Mulled containers are built by installing conda packages to /usr/local in a miniconda- or mambaforge-based Docker container. After installation, the env is then "wrapped" into a different base container in order to be as slim as possible.

The base images are maintained by bioconda. By default, quay.io/bioconda/base-glibc-busybox-bash will be used, but if any of your conda packages specify extra.container=extended-base in their metadata, then quay.io/bioconda/base-glibc-debian-bash will be used instead.

You can force the base container of your image with $DEST_BASE_IMAGE. You can also generate a custom image and use that image.
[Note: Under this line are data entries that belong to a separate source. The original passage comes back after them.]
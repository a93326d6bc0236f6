//! Interned name identifiers.
//!
//! A `Name` pairs a case-insensitive comparison entry with a case-preserving
//! display entry and an optional trailing number, so `"Actor_3"` and
//! `"actor_3"` compare equal while still rendering as written.

use std::cmp::Ordering;
use std::fmt;
use std::hash::{Hash, Hasher};

use crate::interner::StringLookup;

/// Identifier of one entry in the string pool.
///
/// Layout: 32-bit index split into shard (4 bits) + local index (28 bits)
/// - Bits 31-28: Shard index (0-15)
/// - Bits 27-0: Local index within shard
#[derive(Copy, Clone, Eq, PartialEq, Ord, PartialOrd, Hash, Default)]
#[repr(transparent)]
pub struct EntryId(u32);

impl EntryId {
    /// Entry of the pre-stored empty string.
    pub const EMPTY: EntryId = EntryId(0);

    /// Maximum local index per shard.
    pub const MAX_LOCAL: u32 = 0x0FFF_FFFF;

    /// Number of pool shards.
    pub const NUM_SHARDS: usize = 16;

    /// Create from shard and local index.
    #[inline]
    pub const fn new(shard: u32, local: u32) -> Self {
        debug_assert!(shard < 16);
        debug_assert!(local <= Self::MAX_LOCAL);
        EntryId((shard << 28) | local)
    }

    /// Extract shard index.
    #[inline]
    pub const fn shard(self) -> usize {
        (self.0 >> 28) as usize
    }

    /// Extract local index.
    #[inline]
    pub const fn local(self) -> usize {
        (self.0 & Self::MAX_LOCAL) as usize
    }

    /// Get raw u32 value.
    #[inline]
    pub const fn raw(self) -> u32 {
        self.0
    }
}

impl fmt::Debug for EntryId {
    fn fmt(&self, f: &mut fmt::Formatter<'_>) -> fmt::Result {
        write!(f, "EntryId(shard={}, local={})", self.shard(), self.local())
    }
}

/// Interned identifier.
///
/// Equality, ordering and hashing use the comparison entry and the numeric
/// suffix only. The display entry is carried for rendering.
#[derive(Copy, Clone)]
pub struct Name {
    entry: EntryId,
    display: EntryId,
    number: Option<u32>,
}

impl Name {
    /// The empty name.
    pub const NONE: Name = Name {
        entry: EntryId::EMPTY,
        display: EntryId::EMPTY,
        number: None,
    };

    #[inline]
    pub(crate) const fn from_parts(entry: EntryId, display: EntryId, number: Option<u32>) -> Self {
        Name {
            entry,
            display,
            number,
        }
    }

    /// Case-insensitive comparison entry.
    #[inline]
    pub const fn entry(self) -> EntryId {
        self.entry
    }

    /// Case-preserving display entry.
    #[inline]
    pub const fn display_entry(self) -> EntryId {
        self.display
    }

    /// Trailing number parsed from the source text, if any.
    #[inline]
    pub const fn number(self) -> Option<u32> {
        self.number
    }

    /// Same base name, ignoring the numeric suffix.
    ///
    /// `"Node_1"` and `"Node_7"` share a base; comparing them costs one
    /// integer comparison.
    #[inline]
    pub fn same_base(self, other: Name) -> bool {
        self.entry == other.entry
    }

    /// Copy of this name with a different numeric suffix.
    #[inline]
    #[must_use]
    pub const fn with_number(self, number: Option<u32>) -> Self {
        Name { number, ..self }
    }

    /// Returns `true` for the empty name.
    #[inline]
    pub fn is_none(self) -> bool {
        self.entry == EntryId::EMPTY && self.number.is_none()
    }

    /// Render through an interner.
    pub fn display<L: StringLookup + ?Sized>(self, lookup: &L) -> NameDisplay<'_, L> {
        NameDisplay { name: self, lookup }
    }
}

impl PartialEq for Name {
    #[inline]
    fn eq(&self, other: &Self) -> bool {
        self.entry == other.entry && self.number == other.number
    }
}

impl Eq for Name {}

impl Hash for Name {
    #[inline]
    fn hash<H: Hasher>(&self, state: &mut H) {
        self.entry.hash(state);
        self.number.hash(state);
    }
}

impl PartialOrd for Name {
    fn partial_cmp(&self, other: &Self) -> Option<Ordering> {
        Some(self.cmp(other))
    }
}

impl Ord for Name {
    fn cmp(&self, other: &Self) -> Ordering {
        self.entry
            .cmp(&other.entry)
            .then_with(|| self.number.cmp(&other.number))
    }
}

impl fmt::Debug for Name {
    fn fmt(&self, f: &mut fmt::Formatter<'_>) -> fmt::Result {
        match self.number {
            Some(n) => write!(f, "Name({:?}, display={:?}, #{n})", self.entry, self.display),
            None => write!(f, "Name({:?}, display={:?})", self.entry, self.display),
        }
    }
}

impl Default for Name {
    fn default() -> Self {
        Self::NONE
    }
}

/// `Display` adaptor returned by [`Name::display`].
pub struct NameDisplay<'a, L: StringLookup + ?Sized> {
    name: Name,
    lookup: &'a L,
}

impl<L: StringLookup + ?Sized> fmt::Display for NameDisplay<'_, L> {
    fn fmt(&self, f: &mut fmt::Formatter<'_>) -> fmt::Result {
        f.write_str(self.lookup.resolve_entry(self.name.display))?;
        if let Some(n) = self.name.number {
            write!(f, "_{n}")?;
        }
        Ok(())
    }
}

#[cfg(test)]
mod tests;
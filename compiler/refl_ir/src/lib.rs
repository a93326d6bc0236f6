//! Refl IR - Core identifiers and containers
//!
//! This crate contains the leaf data structures shared by the extractor and
//! the runtime reflection model:
//! - `Name` and `StringInterner` for interned, case-insensitive identifiers
//! - `SparseArray` for index-stable storage with O(1) erase
//! - `AssocSet`/`AssocMap` for name-keyed lookup on top of `SparseArray`
//! - `SourceLocation`/`Span` for positions inside the source model
//!
//! # Design Philosophy
//!
//! - **Intern Everything**: identifiers become `Name` values compared by id
//! - **Indices, not addresses**: containers link elements by index so a
//!   reallocation never invalidates a chain

mod assoc_set;
mod interner;
mod location;
mod name;
mod sparse_array;

pub use assoc_set::{AssocMap, AssocSet, DefaultKeyFuncs, KeyFuncs, PairKeyFuncs};
pub use interner::{
    split_trailing_number, CaseMode, InternError, SharedInterner, StringInterner, StringLookup,
};
pub use location::{SourceLocation, Span};
pub use name::{EntryId, Name, NameDisplay};
pub use sparse_array::{SparseArray, SparseIndex};

/// Kind of an aggregate declaration.
///
/// Classes and structs share one descriptor shape; the kind is kept so the
/// runtime can distinguish `MetaClass` from `MetaStruct` nodes.
#[derive(Copy, Clone, Debug, PartialEq, Eq, Hash, Default)]
#[cfg_attr(feature = "cache", derive(serde::Serialize, serde::Deserialize))]
pub enum RecordKind {
    #[default]
    Class,
    Struct,
}

impl RecordKind {
    /// Keyword used for this kind in source.
    pub const fn keyword(self) -> &'static str {
        match self {
            RecordKind::Class => "class",
            RecordKind::Struct => "struct",
        }
    }
}
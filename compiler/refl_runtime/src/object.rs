//! Instance handles.

use std::any::Any;
use std::fmt;
use std::sync::Arc;

use parking_lot::{RwLock, RwLockReadGuard, RwLockWriteGuard};
use refl_ir::{AssocMap, Name};

use crate::variant::Variant;

/// Boxed instance storage behind an [`ObjectRef`].
pub type Instance = Box<dyn Any + Send + Sync>;

/// Shared, lockable handle to a reflected instance.
///
/// The handle records the concrete class it was created as. Clones share
/// the same instance; equality is identity.
#[derive(Clone)]
pub struct ObjectRef {
    class: Name,
    cell: Arc<RwLock<Instance>>,
}

impl ObjectRef {
    /// Wrap a value as an instance of `class`.
    pub fn new<T: Any + Send + Sync>(class: Name, value: T) -> Self {
        Self::from_boxed(class, Box::new(value))
    }

    pub fn from_boxed(class: Name, instance: Instance) -> Self {
        ObjectRef {
            class,
            cell: Arc::new(RwLock::new(instance)),
        }
    }

    /// Concrete class of the instance.
    #[inline]
    pub fn class(&self) -> Name {
        self.class
    }

    pub fn read(&self) -> RwLockReadGuard<'_, Instance> {
        self.cell.read()
    }

    pub fn write(&self) -> RwLockWriteGuard<'_, Instance> {
        self.cell.write()
    }

    /// Run `f` on the instance if it is a `T`.
    pub fn with<T: Any, R>(&self, f: impl FnOnce(&T) -> R) -> Option<R> {
        let guard = self.cell.read();
        (**guard).downcast_ref::<T>().map(f)
    }

    /// Run `f` on the instance mutably if it is a `T`.
    pub fn with_mut<T: Any, R>(&self, f: impl FnOnce(&mut T) -> R) -> Option<R> {
        let mut guard = self.cell.write();
        (**guard).downcast_mut::<T>().map(f)
    }

    /// Returns `true` if both handles point at the same instance.
    #[inline]
    pub fn ptr_eq(&self, other: &ObjectRef) -> bool {
        Arc::ptr_eq(&self.cell, &other.cell)
    }
}

impl fmt::Debug for ObjectRef {
    fn fmt(&self, f: &mut fmt::Formatter<'_>) -> fmt::Result {
        write!(f, "ObjectRef({:?})", self.class)
    }
}

/// Instance whose fields live in a name-keyed slot map.
///
/// Used for classes registered from extracted metadata, where no Rust type
/// exists. Base-class slots share the same map.
#[derive(Clone, Debug, Default)]
pub struct DynamicObject {
    class: Name,
    slots: AssocMap<Name, Variant>,
}

impl DynamicObject {
    pub fn new(class: Name) -> Self {
        DynamicObject {
            class,
            slots: AssocMap::new(),
        }
    }

    pub fn class(&self) -> Name {
        self.class
    }

    /// Stored value of a slot, `None` if never assigned.
    pub fn get(&self, slot: Name) -> Option<&Variant> {
        self.slots.get(&slot)
    }

    pub fn set(&mut self, slot: Name, value: Variant) {
        self.slots.insert(slot, value);
    }

    /// Number of assigned slots.
    pub fn len(&self) -> usize {
        self.slots.len()
    }

    pub fn is_empty(&self) -> bool {
        self.slots.is_empty()
    }

    pub fn iter(&self) -> impl Iterator<Item = (Name, &Variant)> + '_ {
        self.slots.iter().map(|(name, value)| (*name, value))
    }
}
If you don't need a custom base image, skip to the following section.

  1. Create a base image

    A silly example for the sake of demonstration: you need to force the value of $FOO to foo in your container:

    mkdir context
    cat >context/Dockerfile << EOF
    FROM "quay.io/bioconda/base-glibc-debian-bash:latest"
    ENV FOO=foo
    EOF
    docker build -t natefoo/base-glibc-debian-bash:foo

    Replace natefoo above with the name of a Docker Hub account or org you have access to.

  2. Push the base image to a public Docker registry (only if step 1 was necessary)
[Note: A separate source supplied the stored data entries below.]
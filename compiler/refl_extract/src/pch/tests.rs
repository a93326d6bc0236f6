use super::*;
use crate::fs::DiskFileSystem;
use pretty_assertions::assert_eq;

fn args() -> FrontendArgs {
    FrontendArgs::extraction(Vec::<PathBuf>::new())
}

/// Move a file's modification time a minute into the past.
fn backdate(path: &Path) {
    let past = std::time::SystemTime::now() - std::time::Duration::from_secs(60);
    std::fs::File::options()
        .write(true)
        .open(path)
        .unwrap()
        .set_modified(past)
        .unwrap();
}

#[test]
fn test_output_path() {
    let manager = PchManager::new(&DiskFileSystem, "gen");
    assert_eq!(
        manager.output_path(Path::new("src/engine/prelude.hpp")),
        PathBuf::from("gen/pch/prelude.pch")
    );
}

#[test]
fn test_missing_header() {
    let dir = tempfile::tempdir().unwrap();
    let manager = PchManager::new(&DiskFileSystem, dir.path());
    let result = manager.prepare(&dir.path().join("absent.h"), &args());
    assert!(matches!(result, Err(PchError::MissingHeader { .. })));
}

#[test]
fn test_build_then_reuse() {
    let dir = tempfile::tempdir().unwrap();
    let header = dir.path().join("prelude.h");
    std::fs::write(&header, "#define LIMIT 4\nstruct Base { int id; };\n").unwrap();
    backdate(&header);
    let manager = PchManager::new(&DiskFileSystem, dir.path().join("gen"));

    let artifact = manager.prepare(&header, &args()).unwrap();
    assert_eq!(artifact, dir.path().join("gen/pch/prelude.pch"));
    let unit = TranslationUnit::load(&artifact).unwrap();
    assert!(unit.macros.contains_key("LIMIT"));
    assert_eq!(unit.root.children.len(), 1);

    assert!(manager.is_fresh(&header, &artifact));
    let built = std::fs::metadata(&artifact).unwrap().modified().unwrap();
    manager.prepare(&header, &args()).unwrap();
    let reused = std::fs::metadata(&artifact).unwrap().modified().unwrap();
    assert_eq!(built, reused);
}

#[test]
fn test_unbalanced_header_fails() {
    let dir = tempfile::tempdir().unwrap();
    let header = dir.path().join("broken.h");
    std::fs::write(&header, "#ifdef X\n").unwrap();
    let manager = PchManager::new(&DiskFileSystem, dir.path());
    assert!(matches!(
        manager.prepare(&header, &args()),
        Err(PchError::Parse(_))
    ));
}

#[test]
fn test_same_second_artifact_is_rebuilt() {
    let dir = tempfile::tempdir().unwrap();
    let header = dir.path().join("prelude.h");
    std::fs::write(&header, "struct Base {};\n").unwrap();
    let manager = PchManager::new(&DiskFileSystem, dir.path().join("gen"));
    let artifact = manager.prepare(&header, &args()).unwrap();

    let stamp = std::fs::metadata(&header).unwrap().modified().unwrap();
    std::fs::File::options()
        .write(true)
        .open(&artifact)
        .unwrap()
        .set_modified(stamp)
        .unwrap();
    assert!(!manager.is_fresh(&header, &artifact));
}

#[test]
fn test_unreadable_artifact_is_rebuilt() {
    let dir = tempfile::tempdir().unwrap();
    let header = dir.path().join("prelude.h");
    std::fs::write(&header, "#define LIMIT 4\n").unwrap();
    backdate(&header);
    let manager = PchManager::new(&DiskFileSystem, dir.path().join("gen"));

    let artifact = manager.output_path(&header);
    std::fs::create_dir_all(artifact.parent().unwrap()).unwrap();
    std::fs::write(&artifact, b"garbage-not-a-pch").unwrap();
    assert!(manager.is_fresh(&header, &artifact));
    assert!(!manager.is_loadable(&artifact));

    assert_eq!(manager.prepare(&header, &args()).unwrap(), artifact);
    assert!(manager.is_loadable(&artifact));
    let unit = TranslationUnit::load(&artifact).unwrap();
    assert!(unit.macros.contains_key("LIMIT"));
}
    See also galaxyproject/galaxy#15716 for an explanation of why the push is necessary and any changes that might make it unnecessary in the future.
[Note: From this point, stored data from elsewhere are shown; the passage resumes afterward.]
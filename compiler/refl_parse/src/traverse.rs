//! Lazy depth-first traversal of the declaration tree.

use std::slice;

use crate::model::{Cursor, CursorKind, TranslationUnit};

/// One-shot pre-order walk over declarations.
///
/// Namespaces and linkage specifications are entered; records and enums
/// are yielded but not entered, so their members are reached through
/// [`Cursor::children`]. The walk ends early, and for good, the first time
/// it meets a cursor of the sentinel kind. The sentinel itself is not
/// yielded.
pub struct Declarations<'a> {
    stack: Vec<slice::Iter<'a, Cursor>>,
    sentinel: Option<CursorKind>,
    stopped: bool,
}

impl<'a> Declarations<'a> {
    /// Walk the children of `root`.
    pub fn new(root: &'a Cursor) -> Self {
        Declarations {
            stack: vec![root.children.iter()],
            sentinel: None,
            stopped: false,
        }
    }

    /// Stop at the first cursor of `kind`.
    #[must_use]
    pub fn stop_at(mut self, kind: CursorKind) -> Self {
        self.sentinel = Some(kind);
        self
    }

    /// `true` once the sentinel has been reached.
    pub fn stopped_at_sentinel(&self) -> bool {
        self.stopped
    }
}

impl<'a> Iterator for Declarations<'a> {
    type Item = &'a Cursor;

    fn next(&mut self) -> Option<&'a Cursor> {
        loop {
            let top = self.stack.last_mut()?;
            let Some(cursor) = top.next() else {
                self.stack.pop();
                continue;
            };
            if Some(cursor.kind) == self.sentinel {
                self.stopped = true;
                self.stack.clear();
                return None;
            }
            if cursor.kind.is_transparent_scope() {
                self.stack.push(cursor.children.iter());
            }
            return Some(cursor);
        }
    }
}

impl std::iter::FusedIterator for Declarations<'_> {}

impl TranslationUnit {
    /// Declarations of the unit, stopping at the first invalid one.
    pub fn declarations(&self) -> Declarations<'_> {
        Declarations::new(&self.root).stop_at(CursorKind::Invalid)
    }
}

#[cfg(test)]
mod tests;
//! Metadata units produced by walking one translation unit.
//!
//! Units are built once per annotated declaration and are not modified
//! after the walk that created them.

use std::path::PathBuf;

use refl_ir::{Name, RecordKind, SourceLocation};

use crate::annotation::Metadata;

/// Fields shared by every unit.
#[derive(Clone, Debug)]
pub struct MetadataUnit {
    pub location: SourceLocation,
    pub file_path: PathBuf,
    pub name: Name,
    pub metadata: Metadata,
}

/// Type as written on a method signature.
#[derive(Clone, Debug, Default, PartialEq, Eq)]
pub struct TypeInfo {
    pub text: String,
    pub is_const: bool,
    pub is_lvalue_ref: bool,
    pub is_rvalue_ref: bool,
}

impl TypeInfo {
    pub(crate) fn from_type(ty: &refl_parse::TypeRef) -> Self {
        TypeInfo {
            text: ty.spelling.clone(),
            is_const: ty.is_const,
            is_lvalue_ref: ty.is_lvalue_ref,
            is_rvalue_ref: ty.is_rvalue_ref,
        }
    }
}

/// Method argument.
#[derive(Clone, Debug, PartialEq, Eq)]
pub struct Argument {
    pub name: String,
    pub ty: TypeInfo,
}

/// Annotated data member.
#[derive(Clone, Debug)]
pub struct PropertyUnit {
    pub unit: MetadataUnit,
    /// Base type spelling without qualifiers.
    pub ty: String,
    pub byte_offset: u64,
    /// Element count for array members.
    pub array_len: Option<u64>,
}

/// Annotated member function.
#[derive(Clone, Debug)]
pub struct MethodUnit {
    pub unit: MetadataUnit,
    pub is_static: bool,
    pub is_const: bool,
    pub return_type: TypeInfo,
    pub arguments: Vec<Argument>,
}

/// Annotated class or struct.
#[derive(Clone, Debug)]
pub struct RecordUnit {
    pub unit: MetadataUnit,
    pub kind: RecordKind,
    /// Base-class spellings in declaration order.
    pub super_types: Vec<String>,
    pub properties: Vec<PropertyUnit>,
    pub methods: Vec<MethodUnit>,
    pub size: u64,
    pub align: u64,
}

impl RecordUnit {
    pub fn property(&self, name: Name) -> Option<&PropertyUnit> {
        self.properties.iter().find(|p| p.unit.name == name)
    }

    pub fn method(&self, name: Name) -> Option<&MethodUnit> {
        self.methods.iter().find(|m| m.unit.name == name)
    }
}

/// One enumerator.
#[derive(Clone, Debug)]
pub struct EnumField {
    pub name: Name,
    pub value: i64,
    pub metadata: Metadata,
}

/// Annotated enumeration.
#[derive(Clone, Debug)]
pub struct EnumUnit {
    pub unit: MetadataUnit,
    pub underlying_type: String,
    pub scoped: bool,
    pub fields: Vec<EnumField>,
}

/// Top-level unit of a file.
#[derive(Clone, Debug)]
pub enum Unit {
    Record(RecordUnit),
    Enum(EnumUnit),
}

impl Unit {
    pub fn unit(&self) -> &MetadataUnit {
        match self {
            Unit::Record(record) => &record.unit,
            Unit::Enum(enumeration) => &enumeration.unit,
        }
    }

    pub fn name(&self) -> Name {
        self.unit().name
    }

    pub fn as_record(&self) -> Option<&RecordUnit> {
        match self {
            Unit::Record(record) => Some(record),
            Unit::Enum(_) => None,
        }
    }

    pub fn as_enum(&self) -> Option<&EnumUnit> {
        match self {
            Unit::Enum(enumeration) => Some(enumeration),
            Unit::Record(_) => None,
        }
    }
}

/// Units extracted from one file, in declaration order.
#[derive(Clone, Debug, Default)]
pub struct FileUnits {
    pub path: PathBuf,
    pub units: Vec<Unit>,
}

impl FileUnits {
    pub fn find(&self, name: Name) -> Option<&Unit> {
        self.units.iter().find(|unit| unit.name() == name)
    }
}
    docker push natefoo/base-glibc-debian-bash:foo

Build the image

. ./galaxy-tool-util/bin/activate
mulled-build \
    --verbose --singularity --use-mamba -c conda-forge,bioconda \
    --test 'some-command-that-returns-true' \
    build-and-test \
    'packageA=X.Y.Z,packageB=X.Y.Z,...'

To use a different or custom base image, set $DEST_BASE_IMAGE like so:

# use the debian-based bioconda base image even if none of the packages specify it should be used:
DEST_BASE_IMAGE='quay.io/bioconda/base-glibc-debian-bash:latest' mulled-build [ARGS ...]
# use the custom image generated in the previous section
DEST_BASE_IMAGE='natefoo/base-glibc-debian-bash:foo' mulled-build [ARGS ...]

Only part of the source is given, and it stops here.